Я медленно шёл к колоде. Гудение в воздухе становилось всё более грозным, будто приближалась некая беда. Пчёл было много: они безостановочно сновали, неся сладкую добычу в дом и вылетая за новой порцией. Некоторые уже начинали проявлять ко мне внимание.
Одна села на плечо и стала по нему ползать. Я тихо сказал:
– Пчёлка, не кусай меня. Я того. Царя вашего сейчас заберу. Мы погуляем и вернёмся.
Мне было не по себе: кажется, полосатая мне не поверила. Но обратной дороги не было.
Я зажмурился и сунул прут в леток. Дрожащим голосом затянул:
Вот пришёл я за царём,
А потом и за ружьём,
Жура, жура, жура мой…
Щёку вдруг пронзила боль: я вскрикнул и начал орудовать прутом сильнее.
Дальше я помню плохо.
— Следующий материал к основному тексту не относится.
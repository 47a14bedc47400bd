//! OpenSCAD script backend
//!
//! Every part becomes a module computing `difference()` of its added solids
//! minus its cuts, in the part's local frame. An assembly script `use`s the
//! part scripts and replays each placement: quarter turns about x, then y,
//! then z (each followed by the shift that keeps the minimum corner at the
//! origin), then the translation.

use cycad_core::{
    AssemblyExport, Axis, EdgeType, FeatureRecord, Operation, PartExport, PlacementRecord, Side,
    rotate_bounds,
};
use glam::DVec3;

use crate::engine::{Engine, EngineError, EngineResult};
use crate::output::sanitize_filename;

/// Script generation options
#[derive(Debug, Clone)]
pub struct ScadOptions {
    /// Facets used for round primitives (`$fn`)
    pub segments: u32,
    /// Overshoot added to cuts so they never leave coplanar skins
    pub epsilon: f64,
}

impl Default for ScadOptions {
    fn default() -> Self {
        Self {
            segments: 64,
            epsilon: 0.01,
        }
    }
}

/// Engine producing OpenSCAD scripts
#[derive(Debug, Clone, Default)]
pub struct ScadEngine {
    options: ScadOptions,
}

/// Module name of a part script
pub fn part_module(part_no: &str) -> String {
    format!("part_{}", sanitize_filename(part_no))
}

/// Module name of an assembly script
pub fn assembly_module(name: &str) -> String {
    format!("assembly_{}", sanitize_filename(name))
}

fn num(v: f64) -> String {
    if v == 0.0 {
        "0".to_string()
    } else {
        format!("{v}")
    }
}

/// OpenSCAD string literal
fn quote(text: &str) -> String {
    let escaped = text.replace('\\', "\\\\").replace('"', "\\\"");
    format!("\"{escaped}\"")
}

fn vec3(v: DVec3) -> String {
    format!("[{}, {}, {}]", num(v.x), num(v.y), num(v.z))
}

/// Rotation taking +z onto `axis`
fn orient(axis: Axis) -> &'static str {
    match axis {
        Axis::Z => "",
        Axis::X => "rotate([0, 90, 0]) ",
        Axis::Y => "rotate([-90, 0, 0]) ",
    }
}

fn required(record: &FeatureRecord, field: &str, value: Option<f64>) -> EngineResult<f64> {
    value.ok_or_else(|| {
        EngineError::Unsupported(format!("'{}' record without {field}", record.name))
    })
}

fn required_side(record: &FeatureRecord) -> EngineResult<Side> {
    record.side.ok_or_else(|| {
        EngineError::Unsupported(format!("'{}' cut without a side", record.name))
    })
}

impl ScadEngine {
    pub fn new(options: ScadOptions) -> Self {
        Self { options }
    }

    pub fn options(&self) -> &ScadOptions {
        &self.options
    }

    /// Cylinder drilled from a face plane into the part
    fn drill(
        &self,
        record: &FeatureRecord,
        diameter: f64,
        depth: f64,
        facets: u32,
        twist: bool,
    ) -> EngineResult<String> {
        let side = required_side(record)?;
        let axis = side.axis();
        let i = axis.index();
        let eps = self.options.epsilon;
        let mut start = record.point();
        start[i] = if side.is_max() { start[i] - depth } else { start[i] - eps };
        let twist = if twist { "rotate([0, 0, 30]) " } else { "" };
        Ok(format!(
            "translate({}) {}{}cylinder(d = {}, h = {}, $fn = {});",
            vec3(start),
            orient(axis),
            twist,
            num(diameter),
            num(depth + eps),
            facets
        ))
    }

    fn cube(&self, record: &FeatureRecord) -> EngineResult<String> {
        let size = record.extent();
        let Some(side) = record.side else {
            return Ok(format!("translate({}) cube({});", vec3(record.point()), vec3(size)));
        };
        let i = side.axis().index();
        let eps = self.options.epsilon;
        let mut origin = record.point();
        if record.center == Some(true) {
            origin -= size / 2.0;
        }
        let mut extent = size;
        let plane = record.point()[i];
        origin[i] = if side.is_max() { plane - size[i] } else { plane - eps };
        extent[i] += eps;
        Ok(format!("translate({}) cube({});", vec3(origin), vec3(extent)))
    }

    fn bevel(&self, record: &FeatureRecord) -> EngineResult<String> {
        let sides = record.sides.ok_or_else(|| {
            EngineError::Unsupported("beveled edge without sides".into())
        })?;
        let size = required(record, "size", record.size)?;
        let length = required(record, "depth", record.depth)?;
        let edge_type = record.edge_type.ok_or_else(|| {
            EngineError::Unsupported("beveled edge without edge type".into())
        })?;
        let edge = Axis::ALL
            .into_iter()
            .find(|axis| *axis != sides[0].axis() && *axis != sides[1].axis())
            .ok_or_else(|| EngineError::Unsupported("beveled edge sides share an axis".into()))?;

        let eps = self.options.epsilon;
        let corner = record.point();
        let k = edge.index();
        let mut box_min = corner;
        let mut box_extent = DVec3::ZERO;
        let mut inner = corner;
        let mut legs = [corner; 2];
        for (leg, side) in legs.iter_mut().zip(sides) {
            let i = side.axis().index();
            let inward = if side.is_max() { -1.0 } else { 1.0 };
            box_min[i] = if side.is_max() { corner[i] - size } else { corner[i] - eps };
            box_extent[i] = size + eps;
            inner[i] = corner[i] + inward * size;
            leg[i] = corner[i] + inward * size;
        }
        box_min[k] = corner[k] - eps;
        box_extent[k] = length + 2.0 * eps;
        let corner_box = format!("translate({}) cube({});", vec3(box_min), vec3(box_extent));

        match edge_type {
            EdgeType::Round => {
                let mut start = inner;
                start[k] = corner[k] - 2.0 * eps;
                let cylinder = format!(
                    "translate({}) {}cylinder(r = {}, h = {}, $fn = {});",
                    vec3(start),
                    orient(edge),
                    num(size),
                    num(length + 4.0 * eps),
                    self.options.segments
                );
                Ok(format!("difference() {{ {corner_box} {cylinder} }}"))
            }
            EdgeType::Angled => {
                let slab = |at: DVec3| {
                    let mut min = at - DVec3::splat(eps / 2.0);
                    let mut extent = DVec3::splat(eps);
                    min[k] = corner[k] - eps;
                    extent[k] = length + 2.0 * eps;
                    format!("translate({}) cube({});", vec3(min), vec3(extent))
                };
                Ok(format!(
                    "hull() {{ {} {} {} }}",
                    slab(corner),
                    slab(legs[0]),
                    slab(legs[1])
                ))
            }
        }
    }

    fn primitive(&self, record: &FeatureRecord) -> EngineResult<String> {
        let segments = self.options.segments;
        match record.name.as_str() {
            "cube" => self.cube(record),
            "cylinder" => {
                let diameter = required(record, "diameter", record.diameter.or(record.x_size))?;
                let height = required(record, "depth", record.depth.or(record.z_size))?;
                let base = record.point() + DVec3::new(diameter / 2.0, diameter / 2.0, 0.0);
                Ok(format!(
                    "translate({}) cylinder(d = {}, h = {}, $fn = {segments});",
                    vec3(base),
                    num(diameter),
                    num(height)
                ))
            }
            "hole" => {
                let diameter = required(record, "diameter", record.diameter)?;
                let depth = required(record, "depth", record.depth)?;
                self.drill(record, diameter, depth, segments, false)
            }
            "nut" => {
                let diameter = required(record, "diameter", record.diameter)?;
                let depth = required(record, "depth", record.depth)?;
                self.drill(record, diameter, depth, 6, record.vertical == Some(true))
            }
            "sphere" => {
                let diameter = required(record, "diameter", record.diameter)?;
                Ok(format!(
                    "translate({}) sphere(d = {}, $fn = {segments});",
                    vec3(record.point()),
                    num(diameter)
                ))
            }
            "beveled_edge" => self.bevel(record),
            other => Err(EngineError::Unsupported(format!("primitive '{other}'"))),
        }
    }

    /// Transform chain placing a part, outermost first
    fn placement(&self, record: &PlacementRecord) -> String {
        let [tx, ty, tz] = record.rotate.map(|t| t % 4);
        let s3 = DVec3::from_array(record.rotmax);
        let s2 = rotate_bounds(s3, Axis::Z, tz);
        let s1 = rotate_bounds(s2, Axis::Y, ty);
        let mut bounds = rotate_bounds(s1, Axis::X, tx);

        // innermost first
        let mut steps = Vec::new();
        for _ in 0..tx {
            steps.push(format!("translate([0, {}, 0]) rotate([90, 0, 0])", num(bounds.z)));
            bounds = rotate_bounds(bounds, Axis::X, 1);
        }
        for _ in 0..ty {
            steps.push(format!("translate([0, 0, {}]) rotate([0, 90, 0])", num(bounds.x)));
            bounds = rotate_bounds(bounds, Axis::Y, 1);
        }
        for _ in 0..tz {
            steps.push(format!("translate([{}, 0, 0]) rotate([0, 0, 90])", num(bounds.y)));
            bounds = rotate_bounds(bounds, Axis::Z, 1);
        }
        steps.push(format!("translate({})", vec3(DVec3::from_array(record.moves))));
        steps.push(format!("color({})", quote(&record.colour)));
        steps.reverse();
        format!("{} {}();", steps.join(" "), part_module(&record.part_no))
    }
}

impl Engine for ScadEngine {
    fn name(&self) -> &str {
        "openscad"
    }

    fn is_available(&self) -> bool {
        true
    }

    fn file_extension(&self) -> &str {
        "scad"
    }

    fn render_part(&self, part: &PartExport) -> EngineResult<String> {
        let mut adds = Vec::new();
        let mut cuts = Vec::new();
        for record in &part.features {
            let line = self.primitive(record)?;
            match record.operation {
                Operation::Add => adds.push(line),
                Operation::Cut => cuts.push(line),
            }
        }

        let module = part_module(&part.part_no);
        let mut out = format!("// {} ({:?})\n", part.part_no, part.kind);
        out += &format!("module {module}() {{\n");
        out += "    difference() {\n";
        out += "        union() {\n";
        for line in &adds {
            out += &format!("            {line}\n");
        }
        out += "        }\n";
        for line in &cuts {
            out += &format!("        {line}\n");
        }
        out += "    }\n";
        out += "}\n\n";
        out += &format!("{module}();\n");
        Ok(out)
    }

    fn render_assembly(&self, assembly: &AssemblyExport) -> EngineResult<String> {
        let module = assembly_module(&assembly.name);
        let mut out = format!("// assembly {}\n", assembly.name);
        for part in &assembly.parts {
            let dir = sanitize_filename(&part.part_no);
            out += &format!("use <{dir}/{dir}.scad>\n");
        }
        for sub in &assembly.sub_assemblies {
            let dir = sanitize_filename(&sub.name);
            out += &format!("use <{dir}/{dir}.scad>\n");
        }
        out += &format!("\nmodule {module}() {{\n");
        for part in &assembly.parts {
            out += &format!("    {}\n", self.placement(part));
        }
        for sub in &assembly.sub_assemblies {
            out += &format!("    {}();\n", assembly_module(&sub.name));
        }
        out += "}\n\n";
        out += &format!("{module}();\n");
        Ok(out)
    }
}

#[cfg(test)]
mod tests {
    use super::*;
    use cycad_core::{Assembly, Part, Transfer};
    use glam::DVec2;

    fn plate_with_hole() -> Assembly {
        let mut assembly = Assembly::new("demo");
        let plate = Part::sheet_metal("plate", DVec3::new(100.0, 100.0, 2.0)).unwrap();
        let plate = assembly.add(plate);
        let cube = assembly.add(
            Part::print3d("cube", DVec3::splat(11.0))
                .unwrap()
                .with_definition(|p| {
                    p.bottom()
                        .hole(DVec2::new(7.0, 7.0), 2.9, 0.0, None, Transfer::External)
                })
                .unwrap(),
        );
        assembly.level_and_subtract(cube.bottom(), plate.top()).unwrap();
        assembly
    }

    #[test]
    fn test_part_script_cuts_transferred_hole() {
        let assembly = plate_with_hole();
        let plate = &assembly.part_exports()[0];
        let script = ScadEngine::default().render_part(plate).unwrap();
        assert!(script.contains("module part_plate() {"));
        assert!(script.contains("translate([0, 0, 0]) cube([100, 100, 2]);"));
        // drilled down from the top plane through the cube's depth
        assert!(script.contains("translate([7, 4, -9]) cylinder(d = 2.9, h = 11.01, $fn = 64);"));
        assert!(script.trim_end().ends_with("part_plate();"));
    }

    #[test]
    fn test_side_drills_are_oriented() {
        let part = Part::print3d("block", DVec3::new(10.0, 20.0, 30.0))
            .unwrap()
            .with_definition(|p| {
                p.right().hole(DVec2::new(5.0, 5.0), 3.0, 0.0, Some(4.0), Transfer::Own)?;
                p.front().hole(DVec2::new(5.0, 5.0), 3.0, 0.0, Some(4.0), Transfer::Own)
            })
            .unwrap();
        let script = ScadEngine::default().render_part(&part.export()).unwrap();
        assert!(script.contains("translate([6, 5, 5]) rotate([0, 90, 0]) cylinder("));
        assert!(script.contains("translate([5, -0.01, 5]) rotate([-90, 0, 0]) cylinder("));
    }

    #[test]
    fn test_placement_replays_turns() {
        let record = PlacementRecord {
            part_no: "brick".into(),
            moves: [1.0, 2.0, 3.0],
            rotate: [0, 0, 1],
            rotmax: [20.0, 10.0, 30.0],
            colour: "red".into(),
        };
        let line = ScadEngine::default().placement(&record);
        let expected = concat!(
            "color(\"red\") translate([1, 2, 3]) ",
            "translate([20, 0, 0]) rotate([0, 0, 90]) part_brick();"
        );
        assert_eq!(line, expected);
    }

    #[test]
    fn test_colour_is_escaped() {
        let record = PlacementRecord {
            part_no: "brick".into(),
            moves: [0.0; 3],
            rotate: [0; 3],
            rotmax: [1.0; 3],
            colour: r#"red") cube(1); color("blue"#.into(),
        };
        let line = ScadEngine::default().placement(&record);
        assert!(line.starts_with(r#"color("red\") cube(1); color(\"blue") translate("#));
        assert_eq!(quote(r"a\b"), r#""a\\b""#);
    }

    #[test]
    fn test_assembly_script_uses_part_files() {
        let assembly = plate_with_hole();
        let script = ScadEngine::default().render_assembly(&assembly.export()).unwrap();
        assert!(script.contains("use <plate/plate.scad>"));
        assert!(script.contains("use <cube/cube.scad>"));
        assert!(script.contains("color(\"orange\") translate([0, 0, 2]) part_cube();"));
        assert!(script.contains("module assembly_demo() {"));
    }

    #[test]
    fn test_unknown_primitive_is_unsupported() {
        let mut export = Part::print3d("odd", DVec3::ONE).unwrap().export();
        export.features[0].name = "torus".into();
        assert!(matches!(
            ScadEngine::default().render_part(&export),
            Err(EngineError::Unsupported(_))
        ));
    }
}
Меня атаковали со всех направлений: так двадцать лет спустя вертлявые британские истребители будут набрасываться над Ла-Маншем на огромные германские цеппелины.
Иногда в очередном странном сне те события мешаются в моей голове с более поздними; я оказываюсь не на соседской пасеке, а на распаханном снарядами поле; ряды картофельной ботвы превращаются в колья, увитые ржавой колючей проволокой; в воронках гниёт вода, пропитанная кровью, грохочут австрийские «шварцлозе», и гудят не милые мохнатые труженицы – свинцовые пули летят в меня, стремясь не ужалить и умереть, а пробить, разорвать, убить…
Кажется, я бежал через огород и кричал что-то: то ли «тётушка!», то ли «рота, примкнуть штыки!»; потом я лежал на прохладных досках веранды, рыжий санитар раздирал на мне окровавленный китель и причитал голосом Ульяны:
– Как же тебя так угораздило, касатик? Весь в укусах, миленький. Вот и жар у него.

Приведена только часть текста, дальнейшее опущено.